Dass ab Juni 2019 nicht mehr telefoniert werden kann, ist beschlossene Sache: Die Swisscom stellt den Betrieb aller öffentlichen Telefonapparate ein und baut bis im Frühjahr die Kabinen in der Region ab. Und dass in den Telefonkabinen am Barfi ab dann nicht mehr telefoniert werden kann, empfindet die Basler Bevölkerung im Handyzeitalter auch nicht als weiter schlimm. Doch dass das Häuschen mit den charakteristischen Spitzdächern ganz aus dem Stadtbild verschwindet, gleicht einer kleinen Tragödie: Seit Jahrzehnten ist der Platz bei den Kabinen der Treffpunkt fürs Ausgangsvolk in der Innenstadt. Warum also die Kabinen nicht umnutzen, damit sie bestehen bleiben können?

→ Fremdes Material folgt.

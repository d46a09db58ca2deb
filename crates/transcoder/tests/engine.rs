//! End-to-end supervision tests against a shell script standing in for the
//! engine. The script fails for inputs containing `fail` and hangs for inputs
//! containing `hang`.
#![cfg(unix)]

use std::path::{Path, PathBuf};
use std::sync::{Arc, LazyLock};
use std::time::Duration;

use mediaconv_core::types::{MediaKind, SessionMode};
use mediaconv_transcoder::args::{TaskInput, build_tasks};
use mediaconv_transcoder::router::{EventKind, SessionEvent, SessionEventRouter};
use mediaconv_transcoder::service::{ConversionService, Session, UploadedFile};
use mediaconv_transcoder::supervisor::{JobSupervisor, TaskEvent};
use mediaconv_transcoder::task::{TaskFailure, TaskOutcome};
use mediaconv_transcoder::TranscoderConfig;

const FAKE_ENGINE: &str = r#"#!/bin/sh
input="$2"
for last in "$@"; do :; done
case "$input" in
  *hang*) exec sleep 30 ;;
esac
printf 'Input #0, fake, from %s:\n' "$input" >&2
printf 'frame=   12 fps=0.0 q=-1.0 size=N/A time=00:00:00.48 bitrate=N/A speed=0.96x\r' >&2
printf 'frame=   25 fps=0.0 q=-1.0 size=N/A time=00:00:01.00 bitrate=N/A speed=1.93x\r' >&2
case "$input" in
  *fail*) echo "Conversion failed!" >&2; exit 1 ;;
esac
printf 'converted %s\n' "$input" > "$last"
exit 0
"#;

static ENGINE_DIR: LazyLock<tempfile::TempDir> = LazyLock::new(|| {
    use std::os::unix::fs::PermissionsExt;

    let dir = tempfile::tempdir().unwrap();
    let path = dir.path().join("fake-ffmpeg");
    std::fs::write(&path, FAKE_ENGINE).unwrap();
    std::fs::set_permissions(&path, std::fs::Permissions::from_mode(0o755)).unwrap();
    dir
});

fn fake_engine() -> PathBuf {
    ENGINE_DIR.path().join("fake-ffmpeg")
}

fn inputs(dir: &Path, names: &[&str]) -> Vec<TaskInput> {
    names
        .iter()
        .map(|n| {
            let input_path = dir.join(n);
            std::fs::write(&input_path, b"media").unwrap();
            TaskInput {
                input_path,
                original_name: n.to_string(),
            }
        })
        .collect()
}

fn uploads(dir: &Path, names: &[&str]) -> Vec<UploadedFile> {
    inputs(dir, names)
        .into_iter()
        .map(|i| UploadedFile {
            input_path: i.input_path,
            original_name: i.original_name,
            media_kind: None,
        })
        .collect()
}

fn service(output_dir: &Path, max_concurrent: usize) -> ConversionService {
    let config = TranscoderConfig {
        engine_path: fake_engine(),
        output_dir: output_dir.to_path_buf(),
        max_concurrent,
        task_timeout: Some(Duration::from_secs(20)),
        result_ttl: None,
    };
    ConversionService::new(config, Arc::new(SessionEventRouter::new()))
}

#[tokio::test]
async fn successful_task_streams_progress_then_done() {
    let dir = tempfile::tempdir().unwrap();
    let input = inputs(dir.path(), &["clip.mov"]);
    let task = build_tasks(&input, "-c:v libx264", |_| dir.path().join("output_t.mp4"))
        .pop()
        .unwrap();

    let supervisor = JobSupervisor::new(fake_engine(), None);
    let mut handle = supervisor.run_task(task);

    let mut events = Vec::new();
    while let Some(event) = handle.next().await {
        events.push(event);
    }

    let (last, progress) = events.split_last().unwrap();
    assert_eq!(
        last,
        &TaskEvent::Done(TaskOutcome::Succeeded {
            output_file: "output_t.mp4".into()
        })
    );
    assert!(!progress.is_empty());
    assert!(progress.iter().all(|e| matches!(e, TaskEvent::Progress(_))));
    let TaskEvent::Progress(latest) = progress.last().unwrap() else {
        unreachable!()
    };
    assert_eq!(latest.elapsed_time, "00:00:01.00");
    assert_eq!(latest.frame, Some(25));

    assert!(dir.path().join("output_t.mp4").is_file());
    // Inputs are left for the caller to clean up.
    assert!(dir.path().join("clip.mov").is_file());
}

#[tokio::test]
async fn non_zero_exit_fails_with_code() {
    let dir = tempfile::tempdir().unwrap();
    let input = inputs(dir.path(), &["will_fail.mov"]);
    let task = build_tasks(&input, "", |_| dir.path().join("o.mp4")).pop().unwrap();

    let outcome = JobSupervisor::new(fake_engine(), None).run_task(task).wait().await;
    assert_eq!(outcome, TaskOutcome::Failed(TaskFailure::ExitCode(1)));
    assert_eq!(outcome.error().as_deref(), Some("exit code 1"));
}

#[tokio::test]
async fn missing_engine_is_a_spawn_failure() {
    let dir = tempfile::tempdir().unwrap();
    let input = inputs(dir.path(), &["clip.mov"]);
    let task = build_tasks(&input, "", |_| dir.path().join("o.mp4")).pop().unwrap();

    let missing = fake_engine().with_file_name("no-such-engine");
    let supervisor = JobSupervisor::new(missing, None);
    let outcome = supervisor.run_task(task).wait().await;
    assert!(matches!(outcome, TaskOutcome::Failed(TaskFailure::Spawn(_))));
}

#[tokio::test]
async fn hung_engine_is_killed_at_timeout() {
    let dir = tempfile::tempdir().unwrap();
    let input = inputs(dir.path(), &["hang.mov"]);
    let task = build_tasks(&input, "", |_| dir.path().join("o.mp4")).pop().unwrap();

    let limit = Duration::from_millis(300);
    let started = std::time::Instant::now();
    let outcome = JobSupervisor::new(fake_engine(), Some(limit))
        .run_task(task)
        .wait()
        .await;

    assert_eq!(outcome, TaskOutcome::Failed(TaskFailure::TimedOut(limit)));
    assert!(started.elapsed() < Duration::from_secs(10));
}

#[tokio::test]
async fn single_session_publishes_progress_then_complete() {
    let uploads_dir = tempfile::tempdir().unwrap();
    let output_dir = tempfile::tempdir().unwrap();
    let service = service(output_dir.path(), 1);
    let files = uploads(uploads_dir.path(), &["photo.jpg"]);

    let session = Session::open(SessionMode::Single, &files, MediaKind::Image).unwrap();
    let mut sub = service
        .router()
        .subscribe_many(&session.id, &[EventKind::Progress, EventKind::Complete]);

    let outcome = service
        .run_single(&session, files[0].clone(), "-vf scale=100:100 output.png")
        .await;

    let expected_name = format!("output_{}.png", session.id);
    assert_eq!(outcome.output_file(), Some(expected_name.as_str()));
    assert!(output_dir.path().join(&expected_name).is_file());

    let mut events = Vec::new();
    while let Some(event) = sub.recv().await {
        events.push(event);
    }
    let (last, rest) = events.split_last().unwrap();
    let SessionEvent::Complete(complete) = last else {
        panic!("terminal event must be last, got {last:?}");
    };
    assert!(complete.success);
    assert_eq!(complete.output_file.as_deref(), Some(expected_name.as_str()));
    assert!(rest.iter().all(|e| e.kind() == EventKind::Progress));

    assert_eq!(service.router().subscription_count(&session.id), 0);
}

#[tokio::test]
async fn batch_with_one_failure_keeps_order_and_archives_successes() {
    let uploads_dir = tempfile::tempdir().unwrap();
    let output_dir = tempfile::tempdir().unwrap();
    let service = service(output_dir.path(), 1);
    let files = uploads(uploads_dir.path(), &["a.png", "b_fail.png", "c.png"]);

    let session = Session::open(SessionMode::Batch, &files, MediaKind::Image).unwrap();
    let mut sub = service.router().subscribe_many(&session.id, &EventKind::ALL);

    let result = service.run_batch(&session, files, "output.webp").await;

    assert_eq!(result.len(), 3);
    let entries = result.entries();
    assert!(entries[0].success);
    assert_eq!(
        entries[0].output_file.as_deref(),
        Some(format!("output_{}_0.webp", session.id).as_str())
    );
    assert!(!entries[1].success);
    assert_eq!(entries[1].error.as_deref(), Some("exit code 1"));
    assert_eq!(entries[1].output_file, None);
    assert!(entries[2].success);
    let names: Vec<&str> = entries.iter().map(|e| e.original_file.as_str()).collect();
    assert_eq!(names, ["a.png", "b_fail.png", "c.png"]);

    let mut last_index = 0;
    let mut terminal = None;
    while let Some(event) = sub.recv().await {
        assert!(terminal.is_none(), "no event may follow batch-complete");
        match event {
            SessionEvent::BatchProgress(p) => {
                assert!(p.current_file_index >= last_index);
                assert_eq!(p.total_files, 3);
                last_index = p.current_file_index;
            }
            SessionEvent::BatchComplete(r) => terminal = Some(r),
            other => panic!("unexpected event {other:?}"),
        }
    }
    assert_eq!(terminal, Some(result.clone()));

    let archive = service.build_archive(&session.id).await.unwrap();
    assert_eq!(archive.entries, 2);
    assert_eq!(archive.file.metadata().unwrap().len(), archive.len);
    let zip = zip::ZipArchive::new(archive.file).unwrap();
    assert_eq!(zip.len(), 2);
    let mut names: Vec<&str> = zip.file_names().collect();
    names.sort_unstable();
    assert_eq!(names, ["a.webp", "c.webp"]);
}

#[tokio::test]
async fn wider_batch_window_preserves_index_alignment() {
    let uploads_dir = tempfile::tempdir().unwrap();
    let output_dir = tempfile::tempdir().unwrap();
    let service = service(output_dir.path(), 3);
    let names = ["v0.mov", "v1_fail.mov", "v2.mov", "v3_fail.mov", "v4.mov"];
    let files = uploads(uploads_dir.path(), &names);

    let session = Session::open(SessionMode::Batch, &files, MediaKind::Video).unwrap();
    let result = service.run_batch(&session, files, "").await;

    assert_eq!(result.len(), names.len());
    assert_eq!(result.failure_count(), 2);
    for (i, entry) in result.entries().iter().enumerate() {
        assert_eq!(entry.original_file, names[i]);
        assert_eq!(entry.success, !names[i].contains("fail"));
        if entry.success {
            assert_eq!(
                entry.output_file.as_deref(),
                Some(format!("output_{}_{i}.mp4", session.id).as_str())
            );
        }
    }
}
//! Batch download archives.

use std::collections::HashSet;
use std::io::{Seek, Write};
use std::path::Path;

use tracing::{debug, warn};
use zip::write::SimpleFileOptions;
use zip::{CompressionMethod, ZipWriter};

use crate::TranscodeError;
use crate::batch::BatchResult;

/// Streaming archive sink: add entries one by one, then finalize.
pub trait ArchiveWriter {
    type Output;

    fn add_entry(&mut self, path: &Path, name: &str) -> Result<(), TranscodeError>;

    fn finalize(self) -> Result<Self::Output, TranscodeError>
    where
        Self: Sized;
}

/// ZIP archive over any seekable writer.
pub struct ZipArchiveWriter<W: Write + Seek> {
    zip: ZipWriter<W>,
}

impl<W: Write + Seek> ZipArchiveWriter<W> {
    pub fn new(inner: W) -> Self {
        Self {
            zip: ZipWriter::new(inner),
        }
    }
}

impl<W: Write + Seek> ArchiveWriter for ZipArchiveWriter<W> {
    type Output = W;

    fn add_entry(&mut self, path: &Path, name: &str) -> Result<(), TranscodeError> {
        // Converted media is already compressed.
        let options = SimpleFileOptions::default()
            .compression_method(CompressionMethod::Stored)
            .large_file(true);
        self.zip.start_file(name, options)?;
        let mut file = std::fs::File::open(path)?;
        std::io::copy(&mut file, &mut self.zip)?;
        Ok(())
    }

    fn finalize(self) -> Result<W, TranscodeError> {
        Ok(self.zip.finish()?)
    }
}

/// Entry name for an output: the uploaded name's stem with the output's
/// extension, e.g. `holiday.mov` + `output_1_0.mp4` -> `holiday.mp4`.
pub fn entry_name(original_file: &str, output_file: &str) -> String {
    let stem = Path::new(original_file)
        .file_stem()
        .map(|s| s.to_string_lossy().into_owned())
        .filter(|s| !s.is_empty())
        .unwrap_or_else(|| "output".to_string());

    match Path::new(output_file).extension() {
        Some(ext) => format!("{stem}.{}", ext.to_string_lossy()),
        None => stem,
    }
}

fn unique_name(name: String, taken: &mut HashSet<String>) -> String {
    if taken.insert(name.clone()) {
        return name;
    }
    let path = Path::new(&name);
    let stem = path.file_stem().map(|s| s.to_string_lossy().into_owned()).unwrap_or_default();
    let ext = path.extension().map(|e| format!(".{}", e.to_string_lossy())).unwrap_or_default();
    let mut n = 1;
    loop {
        let candidate = format!("{stem}_{n}{ext}");
        if taken.insert(candidate.clone()) {
            return candidate;
        }
        n += 1;
    }
}

/// Write every successful output of a batch into `writer`, skipping failed
/// entries. Returns the number of entries written.
pub fn write_batch_archive<A: ArchiveWriter>(
    writer: &mut A,
    result: &BatchResult,
    output_dir: &Path,
) -> Result<usize, TranscodeError> {
    let mut taken = HashSet::new();
    let mut written = 0;

    for entry in result.entries() {
        let Some(output_file) = entry.output_file.as_deref().filter(|_| entry.success) else {
            continue;
        };

        let path = output_dir.join(output_file);
        if !path.is_file() {
            warn!(path = %path.display(), "batch output missing on disk, skipping");
            continue;
        }

        let name = unique_name(entry_name(&entry.original_file, output_file), &mut taken);
        debug!(name, path = %path.display(), "adding archive entry");
        writer.add_entry(&path, &name)?;
        written += 1;
    }

    Ok(written)
}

Vor rund einem Monat fragte die bz ihre Leser, wie die Telefonkabinen am Barfi weiterbetrieben werden könnten. Rund 70 entsprechende Vorschläge gingen daraufhin innert einer Woche ein. Von Realistischem wie einer Büchertauschbörse oder einer Handyaufladestation bis hin zu verspielt-fantasievollen Ideen wie einem Mini-Ozeanium oder einer Zeitmaschine wurde alles genannt.

Über die drei besten Vorschläge stimmten die bz-Leser in den vergangenen zwei Wochen ab: Der Kunstraum erhielt 22 Prozent der Stimmen, die Büchertauschbörse 35 Prozent und die Café-Bar 44 Prozent, womit diese als Siegerin der Umfrage feststeht. Die Idee der bz-Leser: Während man am Treffpunkt wartet, lässt sich an der Stehbar gemütlich ein Kaffee oder abends auch ein Cüpli oder ein Bier trinken.

Die bz hat die Vorschläge beim Basler Bau- und Verkehrsdepartement, das für die Bewirtschaftung der Allmend zuständig ist, eingereicht. Dort will man indes nichts von den Vorschlägen wissen, sie nicht mal kommentieren: «Diese Umfrage hat offensichtlich falsche Hoffnungen geweckt», sagt Sprecher Daniel Hofer. «Eine Umnutzung der Telefonkabinen auf dem Barfüsserplatz ist nicht vorgesehen. Wo eine nicht mehr benötigte Telefonkabine steht, kann Fläche für andere Nutzungen und mehr Spielraum für eine künftige Umgestaltung des Platzes entstehen.»

Noch nicht ganz vom Tisch

Deutlich offener zeigt sich Olivier Wyss, der beim Präsidialdepartement Basel-Stadt die Anlaufstelle Zwischennutzung leitet. Wie bereits bekannt sei, prüfe aktuell das Historische Museum, ob es die Telefonkabinen in die Sammlung aufnehmen könne, sagt er auf Anfrage. «Sollte eine solche und aus unserer Sicht wünschenswerte Übernahme realisiert werden können und bis zu diesem Zeitpunkt noch die Möglichkeit für eine Zwischennutzung bestehen, werden wir dies zu gegebener Zeit überprüfen.»

Dass das Häuschen also doch stehen bleibt, ist noch nicht ganz vom Tisch. Die bz dankt ihren Lesern für all die spannenden Vorschläge.